Tumor necrosis factor (TNF)-related apoptosis-inducing ligand (TRAIL) selectively induces apoptosis of tumor cells but not most normal cells. Its roles in normal nontransformed tissues are not clear. To explore the potential roles of TRAIL in type 1 diabetes, we examined the consequences of TRAIL blockade or TRAIL deficiency in two animal models of autoimmune diabetes. In the first model, NOD mice received an injection of a soluble TRAIL receptor to block TRAIL function. This significantly accelerated the diabetes and increased the degree of autoimmune inflammation in both pancreatic islets and salivary glands. The GAD65-specific immune responses were also significantly enhanced in animals that received the soluble TRAIL receptor. In the second model, we treated normal and TRAIL-deficient C57BL/6 mice with multiple low-dose streptozotocin to induce diabetes. We found that both the incidence and the degree of islet inflammation were significantly enhanced in TRAIL-deficient animals. On the basis of these observations, we conclude that TRAIL deficiency accelerates autoimmune diabetes and enhances autoimmune responses.

Tumor necrosis factor (TNF)-related apoptosis-inducing ligand (TRAIL) is a type 2 membrane protein of the TNF superfamily. It preferentially induces apoptosis of tumor cells but not most normal cells (1), with the exception of hepatocytes (2), neural cells (3), and thymocytes (4,5), which are sensitive to TRAIL-induced apoptosis. In humans, TRAIL interacts with at least four membrane receptors that all belong to the TNF receptor superfamily. TRAIL receptor 1 (TRAIL-R1 or death receptor 4) (6) and TRAIL receptor 2 (TRAIL-R2, death receptor 5, TRICK2, or KILLER) (7,8) have cytoplasmic death domains, and can activate both caspases and nuclear factor (NF)-κB pathways. The other two receptors, TRAIL-R3 (DcR1) and TRAIL-R4 (DcR2), have truncated death domains.

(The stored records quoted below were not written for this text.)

//! Processor configuration.
//!
//! Values come from, in increasing precedence:
//! - built-in defaults
//! - the environment (a `.env` file is loaded first if present)
//! - explicit overrides by the caller (CLI flags)

use crate::error::{RegressionError, Result};
use crate::fit::evaluator::{DEFAULT_MIN_SCORE, DEFAULT_TEST_FRACTION, EvaluationOptions};
use crate::fit::limiter::DEFAULT_MAX_TRAINING_SAMPLES;

pub const ENV_MAX_TRAINING_SAMPLES: &str = "OLSR_MAX_TRAINING_SAMPLES";
pub const ENV_TEST_FRACTION: &str = "OLSR_TEST_FRACTION";
pub const ENV_MIN_SCORE: &str = "OLSR_MIN_SCORE";
pub const ENV_SEED: &str = "OLSR_SEED";

#[derive(Debug, Clone, PartialEq)]
pub struct ProcessorConfig {
    /// Training rows kept (most recent first); `0` disables the cap.
    pub max_training_samples: usize,
    pub test_fraction: f64,
    pub min_score: f64,
    /// Seed for evaluation splits. `None` draws from OS entropy.
    pub seed: Option<u64>,
}

impl Default for ProcessorConfig {
    fn default() -> Self {
        Self {
            max_training_samples: DEFAULT_MAX_TRAINING_SAMPLES,
            test_fraction: DEFAULT_TEST_FRACTION,
            min_score: DEFAULT_MIN_SCORE,
            seed: None,
        }
    }
}

impl ProcessorConfig {
    /// Defaults overridden by `OLSR_*` environment variables.
    pub fn from_env() -> Result<Self> {
        dotenvy::dotenv().ok();
        Self::from_lookup(|key| std::env::var(key).ok())
    }

    /// Like [`ProcessorConfig::from_env`], reading variables through `lookup`.
    pub fn from_lookup(lookup: impl Fn(&str) -> Option<String>) -> Result<Self> {
        let mut config = Self::default();

        if let Some(raw) = lookup(ENV_MAX_TRAINING_SAMPLES) {
            config.max_training_samples = parse_var(ENV_MAX_TRAINING_SAMPLES, &raw)?;
        }
        if let Some(raw) = lookup(ENV_TEST_FRACTION) {
            config.test_fraction = parse_var(ENV_TEST_FRACTION, &raw)?;
        }
        if let Some(raw) = lookup(ENV_MIN_SCORE) {
            config.min_score = parse_var(ENV_MIN_SCORE, &raw)?;
        }
        if let Some(raw) = lookup(ENV_SEED) {
            config.seed = Some(parse_var(ENV_SEED, &raw)?);
        }

        config.validate()?;
        Ok(config)
    }

    pub fn validate(&self) -> Result<()> {
        if !(self.test_fraction.is_finite() && self.test_fraction > 0.0 && self.test_fraction < 1.0) {
            return Err(RegressionError::InvalidConfig(format!(
                "test fraction must be in (0, 1), got {}",
                self.test_fraction
            )));
        }
        if !self.min_score.is_finite() {
            return Err(RegressionError::InvalidConfig(
                "minimum score must be finite".to_string(),
            ));
        }
        Ok(())
    }

    pub fn evaluation_options(&self) -> EvaluationOptions {
        EvaluationOptions {
            test_fraction: self.test_fraction,
            min_score: self.min_score,
        }
    }

    pub fn summary(&self) -> String {
        let cap = match self.max_training_samples {
            0 => "unlimited".to_string(),
            n => n.to_string(),
        };
        let seed = self
            .seed
            .map(|s| s.to_string())
            .unwrap_or_else(|| "entropy".to_string());
        format!(
            "max training samples: {cap}, test fraction: {:.2}, min score: {:.2}, seed: {seed}",
            self.test_fraction, self.min_score
        )
    }
}

fn parse_var<T: std::str::FromStr>(key: &str, raw: &str) -> Result<T> {
    raw.trim()
        .parse::<T>()
        .map_err(|_| RegressionError::InvalidConfig(format!("{key}: cannot parse '{raw}'")))
}

#[cfg(test)]
mod tests {
    use std::collections::HashMap;

    use super::*;

    fn lookup(vars: &[(&str, &str)]) -> impl Fn(&str) -> Option<String> {
        let map: HashMap<String, String> = vars
            .iter()
            .map(|(k, v)| (k.to_string(), v.to_string()))
            .collect();
        move |key| map.get(key).cloned()
    }

    #[test]
    fn defaults_without_environment() {
        let config = ProcessorConfig::from_lookup(lookup(&[])).unwrap();
        assert_eq!(config, ProcessorConfig::default());
        assert_eq!(config.max_training_samples, 20_000);
        assert_eq!(config.test_fraction, 0.2);
        assert_eq!(config.seed, None);
    }

    #[test]
    fn environment_overrides_defaults() {
        let config = ProcessorConfig::from_lookup(lookup(&[
            (ENV_MAX_TRAINING_SAMPLES, "0"),
            (ENV_TEST_FRACTION, "0.25"),
            (ENV_MIN_SCORE, " 0.5 "),
            (ENV_SEED, "1234"),
        ]))
        .unwrap();

        assert_eq!(config.max_training_samples, 0);
        assert_eq!(config.test_fraction, 0.25);
        assert_eq!(config.min_score, 0.5);
        assert_eq!(config.seed, Some(1234));
        assert!(config.summary().contains("unlimited"));
    }

    #[test]
    fn rejects_unparseable_and_out_of_range_values() {
        let err = ProcessorConfig::from_lookup(lookup(&[(ENV_MAX_TRAINING_SAMPLES, "-1")])).unwrap_err();
        assert!(matches!(err, RegressionError::InvalidConfig(_)));

        let err = ProcessorConfig::from_lookup(lookup(&[(ENV_TEST_FRACTION, "1.0")])).unwrap_err();
        assert!(matches!(err, RegressionError::InvalidConfig(_)));
    }
}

They are not capable of activating caspase cascade but may activate NF-κB and block apoptosis (9). In addition, osteoprotegerin may be a soluble receptor for TRAIL, which can inhibit osteoclastogenesis and increase bone density (10). In contrast to these receptors in humans, only one membrane TRAIL receptor has been identified in mice, which shares the highest homology with human death receptor (DR) 5 (8). The mouse decoy receptors share low homology with those of humans and do not have intracellular domains (11). Although TRAIL and its receptors are expressed in a variety of mouse and human tissues, their roles in health and diseases are not clear.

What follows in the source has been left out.